- Awarded for: Transgender Literature
- Sponsored by: Lambda Literary Foundation
- Date: Annual
- Website: lambdaliterary.org/awards/

= Lambda Literary Award for Transgender Literature =

Award for transgender literature

The Lambda Literary Award for Transgender Literature is an annual literary award, presented by the Lambda Literary Foundation, that awards works of transgender literature.

Awards are granted based on literary merit and transgender content, and therefore, the writer may be cisgender. The award can be separated into three categories: transgender fiction, transgender nonfiction, and transgender poetry. Early iterations of the award were defined through broader categories: bisexual/transgender literature, transgender/genderqueer literature, and transgender literature.

== Criteria ==

=== Transgender fiction ===
The award for transgender fiction recognizes "[n]ovels, novellas, short story collections, and anthologies with prominent ... trans characters and/or content of strong significance to the ... trans communities." The list "[m]ay include historical novels, comics, cross-genre works of fiction, humor, and other styles of fiction."

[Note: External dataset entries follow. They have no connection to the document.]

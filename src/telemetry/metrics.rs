//! Prometheus metrics

use metrics_exporter_prometheus::PrometheusBuilder;
use std::net::{Ipv4Addr, SocketAddr};

/// Counters kept per feed
#[derive(Debug, Clone, Copy, PartialEq, Eq)]
pub enum FeedCounter {
    /// Text frames delivered by the transport
    FramesReceived,
    /// Frames that failed to decode
    FramesDropped,
    /// Well-formed frames for another feed
    FramesIgnored,
    /// Events removed by the dedup window
    EventsSuppressed,
    /// Transport construction attempts
    ConnectAttempts,
    /// Reconnect timers armed
    ReconnectsScheduled,
    /// Transport errors and construction failures
    TransportErrors,
}

impl FeedCounter {
    pub fn metric_name(self) -> &'static str {
        match self {
            FeedCounter::FramesReceived => "livefeed_frames_received_total",
            FeedCounter::FramesDropped => "livefeed_frames_dropped_total",
            FeedCounter::FramesIgnored => "livefeed_frames_ignored_total",
            FeedCounter::EventsSuppressed => "livefeed_events_suppressed_total",
            FeedCounter::ConnectAttempts => "livefeed_connect_attempts_total",
            FeedCounter::ReconnectsScheduled => "livefeed_reconnects_scheduled_total",
            FeedCounter::TransportErrors => "livefeed_transport_errors_total",
        }
    }
}

/// Bump a feed counter by one
pub fn increment(feed: &'static str, counter: FeedCounter) {
    ::metrics::counter!(counter.metric_name(), "feed" => feed).increment(1);
}

/// Serve metrics over HTTP on `port`
pub fn init_metrics(port: u16) -> anyhow::Result<()> {
    let addr = SocketAddr::from((Ipv4Addr::UNSPECIFIED, port));
    PrometheusBuilder::new()
        .with_http_listener(addr)
        .install()
        .map_err(|e| anyhow::anyhow!("Failed to start metrics exporter: {}", e))?;

    tracing::info!(%addr, "Prometheus exporter listening");
    Ok(())
}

=== Transgender nonfiction ===
The award for transgender nonfiction recognizes "[n]onfiction works with content of strong significance to members of the ... trans communities," including "a wide range of subjects for the general or academic reader."

=== Transgender poetry ===
The award for transgender poetry recognizes individual volumes of poems and poem collections with transgender content. Chapbooks are ineligible for the prize, as well as "[u]pdated editions of previously published works ... unless at least 50% of the poetry (not the supplemental text) is new."

== History ==
Though the Lambda Literary Foundation has been giving out awards since 1989, a category honoring works with transgender content was not added until 1997. In the history of the awards, the categories for transgender and bisexual literature have remained contentious. Between 1997 and 2009, nonfiction, fiction, and poetry with transgender content was combined into a single category, transgender literature, aside from 2001, in which the bisexual and transgender literature was counted as one category.

=== Controversy ===

==== Bailey's The Man Who Would Be Queen ====
On February 2, 2004, the Lambda Literary Foundation added The Man Who Would Be Queen by J. Michael Bailey to their list of finalists or a Lambda Literary Award for Transgender Literature but removed the book on March 12, 2004 after people protested and petitioned for the removal due to transphobic content. Executive Director Jim Marks had approved the book and defended its inclusion in the awards. He resigned the following year after serving the Foundation since 1996, and the Foundation closed their website, eliminating any evidence of the controversy.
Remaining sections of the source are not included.